Hemodynamic Assessment in the Emergency Department
- Robert Bilkovski, MD – Senior Staff Physician Department of Emergency Medicine Henry Ford Hospital Detroit, MI
- H. Bryant Nguyen, MD, MS – Assistant Professor, Department of Emergency Medicine Loma Linda University Loma Linda, CA
- Nathan Shapiro, MD, MPH – Research Director, Department of Emergency Medicine Staff Physician, Department of Emergency Medicine Beth Israel Deaconess Hospital Boston, MA
- Rob Sherwin, M.D. – Assistant Professor Emergency Medicine Wayne State University School of Medicine Detroit, MI
Although invasive hemodynamic monitoring remains the standard for management of critically ill patients, minimally invasive techniques continue to emerge and show promise as potential alternatives to the current standard. Interest in minimally invasive and noninvasive monitoring techniques is fueled in part by the limitations of current monitoring technology, said Robert N.Bilkovski, MD, associate research director in emergency medicine at Henry Ford Hospital in Detroit, Mich. Additionally, noninvasive techniques offer more potential for hemodynamic monitoring in the emergency department and the out of hospital environment. The pulmonary artery catheter (PAC) offers a good example of the mixed emotions evoked by invasive monitoring techniques. “We have a love–hate relationship with the pulmonary artery catheter,” said Dr. Bilkovski “When it is used correctly, it is very helpful, but it can be difficult to use. If you wanted to place one in a patient in the emergency department, would your nurses shoot you or just kick you out of the ER?”

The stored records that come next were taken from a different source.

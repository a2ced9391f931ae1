//! TestRepo builder for CLI integration testing

use std::fs;
use std::path::{Path, PathBuf};
use std::process::{Command, Output};
use tempfile::TempDir;

/// Temporary directory holding source files, manifests and profiles
pub struct TestRepo {
    dir: TempDir,
}

impl TestRepo {
    /// Create a new empty test repository
    pub fn new() -> Self {
        Self {
            dir: TempDir::new().expect("Failed to create temp dir"),
        }
    }

    /// Get the path to the test repository root
    pub fn path(&self) -> &Path {
        self.dir.path()
    }

    /// Add a file with the given content
    pub fn add_file(&self, relative_path: &str, content: &str) -> &Self {
        let full_path = self.dir.path().join(relative_path);
        if let Some(parent) = full_path.parent() {
            fs::create_dir_all(parent).expect("Failed to create parent dirs");
        }
        fs::write(&full_path, content).expect("Failed to write file");
        self
    }

    /// Add a source file with a `*` cursor marker, returning the cursor offset
    pub fn add_marked_file(&self, relative_path: &str, marked: &str) -> usize {
        let (source, position) = super::cursor(marked);
        self.add_file(relative_path, &source);
        position
    }

    /// Run the xamlgen CLI and return its output
    ///
    /// The user config directory is redirected into the repo so a developer's
    /// own config never leaks into tests.
    pub fn run_cli(&self, args: &[&str]) -> std::io::Result<Output> {
        let binary = PathBuf::from(env!("CARGO_BIN_EXE_xamlgen"));

        Command::new(&binary)
            .current_dir(self.path())
            .env("XDG_CONFIG_HOME", self.path().join(".config"))
            .env("HOME", self.path())
            .env_remove("XAMLGEN_CONFIG")
            .env_remove("RUST_LOG")
            .args(args)
            .output()
    }

    /// Run CLI and expect success, return stdout
    pub fn run_cli_success(&self, args: &[&str]) -> String {
        let output = self.run_cli(args).expect("Failed to run CLI");
        assert!(
            output.status.success(),
            "CLI command {:?} failed: {}",
            args,
            String::from_utf8_lossy(&output.stderr)
        );
        String::from_utf8_lossy(&output.stdout).to_string()
    }

    /// Run CLI and expect failure, return (exit code, stderr)
    pub fn run_cli_failure(&self, args: &[&str]) -> (Option<i32>, String) {
        let output = self.run_cli(args).expect("Failed to run CLI");
        assert!(
            !output.status.success(),
            "CLI command {:?} should have failed",
            args
        );
        (
            output.status.code(),
            String::from_utf8_lossy(&output.stderr).to_string(),
        )
    }
}

impl Default for TestRepo {
    fn default() -> Self {
        Self::new()
    }
}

The PAC is used predominantly in the intensive care unit (ICU) and operating room. The device measures pulmonary artery wedge pressure, thermodilution cardiac output, and cardiac output by the Fick method. Growing controversy surrounds use of the PAC, in part because of studies that have raised questions about its utility and, more importantly, its safety. As an example, Dr. Bilkovski cited a case-control study that evaluated the use of right-heart catheterization in 5,735 critically ill adult patients who received care in ICUs at five U.S. teaching hospitals . The principal endpoints of the study were survival, cost of care, intensity of care, and length of stay in the ICU and hospital. By case-matching analysis, right-heart catheterization had worse outcomes, in particular increased mortality at 30, 60, and 180 days. Additionally, use of a PAC was associated with greater hospital charges, and prolonged length of stay in the ICU.